WHAT YOU HAVE TO DO:
Using the data below, gather each line that includes the word "else".

Stored data
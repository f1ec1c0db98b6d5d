//! Semi-circular health score gauge.
//!
//! Angles are in degrees, standard math orientation (0° = right, 90° = up),
//! with the arc centre near the bottom of the canvas. Progress 0 sits at 180°
//! (far left) and progress 1 at 0° (far right).

use std::f64::consts::PI;

use serde::{Deserialize, Serialize};
use tracing::debug;

use super::animation::{Easing, Tween};

pub const DEFAULT_GAUGE_MS: f64 = 1500.0;

#[derive(Debug, Clone, Copy, PartialEq, Serialize, Deserialize)]
#[serde(default)]
pub struct GaugeGeometry {
    pub width: f64,
    pub height: f64,
    pub radius: f64,
    pub stroke_width: f64,
    /// Distance from the canvas bottom to the arc centre.
    pub bottom_inset: f64,
}

impl Default for GaugeGeometry {
    fn default() -> Self {
        Self {
            width: 280.0,
            height: 150.0,
            radius: 110.0,
            stroke_width: 18.0,
            bottom_inset: 10.0,
        }
    }
}

impl GaugeGeometry {
    pub fn center(&self) -> (f64, f64) {
        (self.width / 2.0, self.height - self.bottom_inset)
    }

    pub fn point(&self, angle_deg: f64) -> (f64, f64) {
        let (cx, cy) = self.center();
        let rad = angle_deg.to_radians();
        (cx + self.radius * rad.cos(), cy - self.radius * rad.sin())
    }

    /// Length of the full half circle.
    pub fn arc_length(&self) -> f64 {
        PI * self.radius
    }

    /// Dash offset that shows `progress` of the track, filling left to right.
    pub fn dash_offset(&self, progress: f64) -> f64 {
        self.arc_length() * (1.0 - progress.clamp(0.0, 1.0))
    }

    /// SVG path data for the half-circle track, left to right over the top.
    pub fn track_path(&self) -> String {
        let (sx, sy) = self.point(180.0);
        let (ex, ey) = self.point(0.0);
        let r = self.radius;
        format!("M {sx} {sy} A {r} {r} 0 0 1 {ex} {ey}")
    }
}

pub fn angle_for(progress: f64) -> f64 {
    180.0 - progress * 180.0
}

#[derive(Debug, Clone, Copy, PartialEq, Eq)]
pub enum ScoreLabel {
    Excellent,
    Good,
    NeedsWork,
    NeedsAttention,
}

impl ScoreLabel {
    pub fn for_score(score: u8) -> Self {
        if score >= 80 {
            ScoreLabel::Excellent
        } else if score >= 60 {
            ScoreLabel::Good
        } else if score >= 40 {
            ScoreLabel::NeedsWork
        } else {
            ScoreLabel::NeedsAttention
        }
    }

    pub fn text(self) -> &'static str {
        match self {
            ScoreLabel::Excellent => "Excellent",
            ScoreLabel::Good => "Good",
            ScoreLabel::NeedsWork => "Needs Work",
            ScoreLabel::NeedsAttention => "Needs Attention",
        }
    }

    pub fn colors(self) -> LabelColors {
        match self {
            ScoreLabel::Excellent => LabelColors {
                tone: Tone::Brand,
                background: "rgba(0,184,217,0.12)",
                text: BRAND_CYAN,
                border: "rgba(0,184,217,0.25)",
            },
            ScoreLabel::Good => LabelColors {
                tone: Tone::Brand,
                background: "rgba(0,184,217,0.10)",
                text: BRAND_CYAN,
                border: "rgba(0,184,217,0.20)",
            },
            ScoreLabel::NeedsWork | ScoreLabel::NeedsAttention => LabelColors {
                tone: Tone::Alert,
                background: "rgba(239,68,68,0.10)",
                text: ALERT_ROSE,
                border: "rgba(239,68,68,0.20)",
            },
        }
    }
}

pub const BRAND_CYAN: &str = "#00b8d9";
pub const ALERT_ROSE: &str = "#ef4444";

#[derive(Debug, Clone, Copy, PartialEq, Eq)]
pub enum Tone {
    Brand,
    Alert,
}

#[derive(Debug, Clone, Copy, PartialEq, Eq)]
pub struct LabelColors {
    pub tone: Tone,
    pub background: &'static str,
    pub text: &'static str,
    pub border: &'static str,
}

#[derive(Debug, Clone, PartialEq)]
pub struct GaugeAnimator {
    geometry: GaugeGeometry,
    duration_ms: f64,
    score: u8,
    progress: Tween,
}

impl GaugeAnimator {
    pub fn new(geometry: GaugeGeometry, duration_ms: f64) -> Self {
        Self {
            geometry,
            duration_ms,
            score: 0,
            progress: Tween::idle(0.0),
        }
    }

    pub fn geometry(&self) -> &GaugeGeometry {
        &self.geometry
    }

    pub fn score(&self) -> u8 {
        self.score
    }

    pub fn label(&self) -> ScoreLabel {
        ScoreLabel::for_score(self.score)
    }

    /// Animate towards `target_score` (clamped to 0..=100) from wherever the
    /// progress currently is, superseding any animation in flight.
    pub fn animate_to(&mut self, target_score: i32, now_ms: f64) {
        let score = target_score.clamp(0, 100) as u8;
        let target = f64::from(score) / 100.0;
        debug!(
            score,
            from = self.progress.value_at(now_ms),
            "retargeting gauge"
        );
        self.score = score;
        self.progress
            .retarget(target, now_ms, self.duration_ms, Easing::EaseOut);
    }

    pub fn is_animating(&self) -> bool {
        self.progress.is_animating()
    }

    pub fn tick(&mut self, now_ms: f64) -> f64 {
        self.progress.tick(now_ms)
    }

    pub fn progress_at(&self, now_ms: f64) -> f64 {
        self.progress.value_at(now_ms)
    }

    pub fn angle_at(&self, now_ms: f64) -> f64 {
        angle_for(self.progress_at(now_ms))
    }

    pub fn dot_at(&self, now_ms: f64) -> (f64, f64) {
        self.geometry.point(self.angle_at(now_ms))
    }
}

COMPLETED EXERCISE:
        } else if score >= 60 {
        } else if score >= 40 {
        } else {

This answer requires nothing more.